Bundesnetzagentur veröffentlicht IT-Sicherheitskatalog für Kraftwerke Prüfung der Betroffenheit liegt bei den Anlagenbetreibern

Die Bundesnetzagentur (BNetzA) hat am 19.12.2018 den IT-Sicherheitskatalog für Energieanlagen veröffentlicht. Er gilt für Betreiber von Energieanlagen, die nach der BSI-KRITIS-Verordnung als kritisch eingestuft wurden. Diese müssen der BNetzA bis zum 31.03.2021 Zertifikate über die Informationssicherheit der betroffenen Anlagen vorlegen. Weiterhin müssen der BNetzA bereits bis zum 28.02.2019 Ansprechpartner für IT-Sicherheit gemeldet werden.

Der IT-Sicherheitskatalog nach §11 Abs. 1 b EnWG betrifft Betreiber von Kraftwerken (auch virtuellen Kraftwerken), Speichern und Gasförderanlagen. Der allgemeine Grenzwert für die Kritikalität liegt nach BSI-KRITIS-Verordnung aktuell bei einer Netto-Nennleistung von 420 MW, die Betroffenheit muss dabei durch die Betreiber selbst festgestellt werden – es erfolgt kein Aufruf durch die Behörde.

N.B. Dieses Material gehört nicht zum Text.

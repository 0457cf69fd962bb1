//! Core types and traits for the catbar category bar widget.
//!
//! This crate provides the foundation widgets are built on:
//! - Geometric primitives: [`Point`], [`Size`], [`Rect`]
//! - Color representation: [`Color`] with WCAG contrast calculations
//! - Layout constraints: [`Constraints`]
//! - Events: [`Event`], [`Key`]
//! - The [`Widget`], [`Canvas`] and [`Brick`] contracts, with a
//!   [`RecordingCanvas`] that captures [`DrawCommand`]s
//! - Color tokens, class-name and numeric helpers used by markup output

pub mod brick;
mod canvas;
pub mod class_name;
mod color;
mod constraints;
pub mod draw;
mod event;
mod geometry;
pub mod markup;
pub mod numeric;
pub mod theme;
pub mod widget;

pub use brick::{
    Brick, BrickAssertion, BrickBudget, BrickError, BrickResult, BrickVerification,
    BrickWidgetExt,
};
pub use canvas::RecordingCanvas;
pub use class_name::{make_class_name, merge_classes};
pub use color::Color;
pub use constraints::Constraints;
pub use draw::DrawCommand;
pub use event::{Event, Key};
pub use geometry::{CornerRadius, Point, Rect, Size};
pub use markup::escape_html;
pub use numeric::{format_number, sum_numeric};
pub use theme::{
    color_class_names, ColorClassNames, ColorPalette, ColorRole, ColorToken, DEFAULT_COLOR,
    DEFAULT_COLOR_RANGE,
};
pub use widget::{AccessibleRole, Canvas, FontWeight, LayoutResult, TextStyle, TypeId, Widget};
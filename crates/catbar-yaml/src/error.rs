//! Error types for configuration loading.

use thiserror::Error;

/// Error type for configuration parsing.
#[derive(Debug, Error)]
pub enum ParseError {
    /// YAML parsing error
    #[error("YAML error: {0}")]
    Yaml(#[from] serde_yaml_ng::Error),
    /// JSON parsing error
    #[error("JSON error: {0}")]
    Json(#[from] serde_json::Error),
    /// A field parsed but holds an unusable value
    #[error("Invalid value for '{field}': {message}")]
    InvalidValue {
        /// Field name
        field: String,
        /// Error message
        message: String,
    },
}
/// Segmented bar with boundary labels and an optional marker.
#[derive(Debug, Clone, Serialize, Deserialize)]
#[serde(default)]
pub struct CategoryBar {
    /// Segment widths, as percentages of the widget width
    values: Vec<f64>,
    /// Segment colors, positionally matched to `values`
    colors: Vec<ColorToken>,
    /// Marker position on the same scale as `values`
    marker_value: Option<f64>,
    /// Reserved; stored but not rendered
    marker_text: Option<BarLabel>,
    /// Whether the label row is shown
    show_labels: bool,
    /// Explicit boundary labels
    labels: Option<Vec<Option<BarLabel>>>,
    /// Tooltip text shown while the marker is hovered or focused
    tooltip: Option<String>,
    /// Animate marker movement
    show_animation: bool,
    /// Extra classes merged into the root
    class_name: Option<String>,
    /// Pass-through root attributes
    attributes: Vec<(String, String)>,
    /// Chrome colors
    palette: ColorPalette,
    /// Preferred width when unconstrained
    min_width: f32,
    /// Accessible name
    accessible_name_value: Option<String>,
    /// Test ID
    test_id_value: Option<String>,
    #[serde(skip)]
    viewport: Option<Rect>,
    #[serde(skip)]
    popup: Tooltip,
    #[serde(skip)]
    bounds: Rect,
}

impl Default for CategoryBar {
    fn default() -> Self {
        Self {
            values: Vec::new(),
            colors: DEFAULT_COLOR_RANGE.to_vec(),
            marker_value: None,
            marker_text: None,
            show_labels: true,
            labels: None,
            tooltip: None,
            show_animation: false,
            class_name: None,
            attributes: Vec::new(),
            palette: ColorPalette::default(),
            min_width: 200.0,
            accessible_name_value: None,
            test_id_value: None,
            viewport: None,
            popup: Tooltip::default(),
            bounds: Rect::default(),
        }
    }
}
impl Tooltip {
    /// Create a new tooltip.
    #[must_use]
    pub fn new(content: impl Into<String>) -> Self {
        Self {
            content: content.into(),
            ..Self::default()
        }
    }

    /// Set the placement.
    #[must_use]
    pub const fn placement(mut self, placement: TooltipPlacement) -> Self {
        self.placement = placement;
        self
    }

    /// Set the gap between anchor and tooltip.
    #[must_use]
    pub fn offset(mut self, offset: f32) -> Self {
        self.offset = offset.max(0.0);
        self
    }

    /// Set the maximum width (None = unbounded).
    #[must_use]
    pub fn max_width(mut self, width: Option<f32>) -> Self {
        self.max_width = width.map(|w| w.max(self.padding_x * 2.0 + 1.0));
        self
    }

    /// Take background and text colors from a palette.
    #[must_use]
    pub fn palette(mut self, palette: &ColorPalette) -> Self {
        self.background = palette.tooltip_background;
        self.text_color = palette.tooltip_text;
        self
    }

    /// Get the content.
    #[must_use]
    pub fn get_content(&self) -> &str {
        &self.content
    }

    /// Get the preferred placement.
    #[must_use]
    pub const fn get_placement(&self) -> TooltipPlacement {
        self.placement
    }

    /// Check if visible.
    #[must_use]
    pub const fn is_visible(&self) -> bool {
        self.visible
    }

    /// Get the anchor bounds.
    #[must_use]
    pub const fn get_anchor(&self) -> Rect {
        self.anchor_bounds
    }

    /// Show the tooltip.
    pub fn show(&mut self) {
        if !self.visible {
            tracing::debug!(content = %self.content, "tooltip shown");
        }
        self.visible = true;
    }

    /// Hide the tooltip.
    pub fn hide(&mut self) {
        if self.visible {
            tracing::debug!(content = %self.content, "tooltip hidden");
        }
        self.visible = false;
    }

    /// Set anchor bounds.
    pub fn set_anchor(&mut self, bounds: Rect) {
        self.anchor_bounds = bounds;
    }

    /// Set the viewport used for flipping and shifting.
    pub fn set_viewport(&mut self, viewport: Option<Rect>) {
        self.viewport = viewport;
    }

    /// Whether there is anything to render.
    fn is_shown(&self) -> bool {
        self.visible && !self.content.is_empty()
    }

    fn text_style(&self) -> TextStyle {
        TextStyle {
            size: self.text_size,
            color: self.text_color,
            ..TextStyle::default()
        }
    }

    /// Calculate tooltip size.
    fn calculate_size(&self) -> Size {
        let text_width = self.text_style().estimate_width(&self.content);
        let max_text = self.max_width.map(|m| self.padding_x.mul_add(-2.0, m));

        let content_width = match max_text {
            Some(max) if text_width > max => max,
            _ => text_width,
        };

        let lines = match max_text {
            Some(max) if max > 0.0 => (text_width / max).ceil().max(1.0),
            _ => 1.0,
        };

        let content_height = lines * self.text_size * 1.4;

        Size::new(
            self.padding_x.mul_add(2.0, content_width),
            self.padding_y.mul_add(2.0, content_height),
        )
    }

    /// Position on one side of the anchor, before any shifting.
    fn position_on(&self, placement: TooltipPlacement, size: Size) -> Point {
        let anchor = self.anchor_bounds;
        match placement {
            TooltipPlacement::Top => Point::new(
                anchor.x + (anchor.width - size.width) / 2.0,
                anchor.y - size.height - self.offset,
            ),
            TooltipPlacement::Bottom => Point::new(
                anchor.x + (anchor.width - size.width) / 2.0,
                anchor.bottom() + self.offset,
            ),
            TooltipPlacement::Left => Point::new(
                anchor.x - size.width - self.offset,
                anchor.y + (anchor.height - size.height) / 2.0,
            ),
            TooltipPlacement::Right => Point::new(
                anchor.right() + self.offset,
                anchor.y + (anchor.height - size.height) / 2.0,
            ),
        }
    }

    /// Whether a tooltip at `origin` overflows the viewport on the main axis of `placement`.
    fn overflows(placement: TooltipPlacement, origin: Point, size: Size, viewport: Rect) -> bool {
        match placement {
            TooltipPlacement::Top => origin.y < viewport.y,
            TooltipPlacement::Bottom => origin.y + size.height > viewport.bottom(),
            TooltipPlacement::Left => origin.x < viewport.x,
            TooltipPlacement::Right => origin.x + size.width > viewport.right(),
        }
    }

    /// Placement after flipping away from a viewport edge.
    #[must_use]
    pub fn resolved_placement(&self) -> TooltipPlacement {
        let Some(viewport) = self.viewport else {
            return self.placement;
        };
        let size = self.calculate_size();
        let preferred = self.position_on(self.placement, size);
        if !Self::overflows(self.placement, preferred, size, viewport) {
            return self.placement;
        }
        let flipped = self.placement.opposite();
        let alternative = self.position_on(flipped, size);
        if Self::overflows(flipped, alternative, size, viewport) {
            self.placement
        } else {
            flipped
        }
    }

    /// Calculate tooltip position from placement, anchor and viewport.
    fn calculate_position(&self, size: Size) -> Point {
        let placement = self.resolved_placement();
        let mut origin = self.position_on(placement, size);

        if let Some(viewport) = self.viewport {
            match placement {
                TooltipPlacement::Top | TooltipPlacement::Bottom => {
                    let max_x = (viewport.right() - size.width).max(viewport.x);
                    origin.x = origin.x.clamp(viewport.x, max_x);
                }
                TooltipPlacement::Left | TooltipPlacement::Right => {
                    let max_y = (viewport.bottom() - size.height).max(viewport.y);
                    origin.y = origin.y.clamp(viewport.y, max_y);
                }
            }
        }
        origin
    }
}
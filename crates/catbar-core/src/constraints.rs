//! Layout constraints for widgets.

use crate::geometry::Size;
use serde::{Deserialize, Serialize};

/// Layout constraints that specify minimum and maximum sizes.
#[derive(Debug, Clone, Copy, PartialEq, Serialize, Deserialize)]
pub struct Constraints {
    /// Minimum width
    pub min_width: f32,
    /// Maximum width
    pub max_width: f32,
    /// Minimum height
    pub min_height: f32,
    /// Maximum height
    pub max_height: f32,
}

impl Constraints {
    /// Create new constraints.
    #[must_use]
    pub const fn new(min_width: f32, max_width: f32, min_height: f32, max_height: f32) -> Self {
        Self {
            min_width,
            max_width,
            min_height,
            max_height,
        }
    }

    /// Create loose constraints that allow any size up to the given maximum.
    #[must_use]
    pub const fn loose(size: Size) -> Self {
        Self::new(0.0, size.width, 0.0, size.height)
    }

    /// Create unbounded constraints.
    #[must_use]
    pub const fn unbounded() -> Self {
        Self::new(0.0, f32::INFINITY, 0.0, f32::INFINITY)
    }

    /// Constrain a size to fit within these constraints.
    #[must_use]
    pub fn constrain(&self, size: Size) -> Size {
        Size::new(
            size.width.clamp(self.min_width, self.max_width),
            size.height.clamp(self.min_height, self.max_height),
        )
    }

    /// Check if width is bounded (not infinite).
    #[must_use]
    pub fn has_bounded_width(&self) -> bool {
        self.max_width.is_finite()
    }
}

impl Default for Constraints {
    fn default() -> Self {
        Self::unbounded()
    }
}
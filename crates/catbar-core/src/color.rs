//! Color representation with WCAG contrast calculations.

use serde::{Deserialize, Serialize};

/// RGBA color with values in the range [0.0, 1.0].
#[derive(Debug, Clone, Copy, PartialEq, Serialize, Deserialize)]
pub struct Color {
    /// Red component [0.0, 1.0]
    pub r: f32,
    /// Green component [0.0, 1.0]
    pub g: f32,
    /// Blue component [0.0, 1.0]
    pub b: f32,
    /// Alpha component [0.0, 1.0]
    pub a: f32,
}

impl Color {
    /// Create a new color, clamping values to [0.0, 1.0].
    #[must_use]
    pub fn new(r: f32, g: f32, b: f32, a: f32) -> Self {
        Self {
            r: r.clamp(0.0, 1.0),
            g: g.clamp(0.0, 1.0),
            b: b.clamp(0.0, 1.0),
            a: a.clamp(0.0, 1.0),
        }
    }

    /// Create an opaque color from RGB values.
    #[must_use]
    pub fn rgb(r: f32, g: f32, b: f32) -> Self {
        Self::new(r, g, b, 1.0)
    }

    /// Create an opaque color from 8-bit channels.
    #[must_use]
    pub fn from_rgb8(r: u8, g: u8, b: u8) -> Self {
        Self::rgb(
            f32::from(r) / 255.0,
            f32::from(g) / 255.0,
            f32::from(b) / 255.0,
        )
    }

    /// Convert to hex string (RGB only).
    #[must_use]
    pub fn to_hex(&self) -> String {
        format!(
            "#{:02x}{:02x}{:02x}",
            (self.r * 255.0).round() as u8,
            (self.g * 255.0).round() as u8,
            (self.b * 255.0).round() as u8
        )
    }

    /// Calculate relative luminance per WCAG 2.1.
    ///
    /// See: <https://www.w3.org/TR/WCAG21/#dfn-relative-luminance>
    #[must_use]
    pub fn relative_luminance(&self) -> f32 {
        let r = Self::linearize(self.r);
        let g = Self::linearize(self.g);
        let b = Self::linearize(self.b);

        0.2126 * r + 0.7152 * g + 0.0722 * b
    }

    /// Calculate contrast ratio between two colors per WCAG 2.1.
    ///
    /// Returns a value between 1.0 (no contrast) and 21.0 (maximum contrast).
    #[must_use]
    pub fn contrast_ratio(&self, other: &Self) -> f32 {
        let l1 = self.relative_luminance();
        let l2 = other.relative_luminance();

        let (lighter, darker) = if l1 > l2 { (l1, l2) } else { (l2, l1) };

        (lighter + 0.05) / (darker + 0.05)
    }

    /// Linearize sRGB component for luminance calculation.
    fn linearize(c: f32) -> f32 {
        if c <= 0.04045 {
            c / 12.92
        } else {
            ((c + 0.055) / 1.055).powf(2.4)
        }
    }

    /// Black color
    pub const BLACK: Self = Self {
        r: 0.0,
        g: 0.0,
        b: 0.0,
        a: 1.0,
    };
    /// White color
    pub const WHITE: Self = Self {
        r: 1.0,
        g: 1.0,
        b: 1.0,
        a: 1.0,
    };
    /// Transparent color
    pub const TRANSPARENT: Self = Self {
        r: 0.0,
        g: 0.0,
        b: 0.0,
        a: 0.0,
    };
}

impl Default for Color {
    fn default() -> Self {
        Self::BLACK
    }
}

Die wesentlichste Anforderung des Katalogs ist der Aufbau eines Informationssicherheits-Managementsystems (ISMS) nach ISO 27001. Der VKU hat für Netzbetreiber dazu eine Umsetzungshilfe erarbeitet, die auch den Aufbau eines ISMS beinhaltet. Er steht unter dem folgendem Link zur Verfügung: ISMS-Leitfaden.

Das zum 31.03.2021 vorzulegende Zertifikat wird derzeit von der BNetzA in Zusammenarbeit mit der Deutschen Akkreditierungsstelle (DAkkS) erarbeitet. Analog zum Zertifikat des IT-Sicherheitskatalogs für Netzbetreiber wird darin im Wesentlichen die Einhaltung des Sicherheitskataloges selbst sowie der ISO-Normen 27001, 27002 und 27019 bescheinigt.

Der IT-Sicherheitskatalog sowie das Formular zur Meldung des Ansprechpartners für IT-Sicherheit sind auf der Internetseite der BNetzA abrufbar.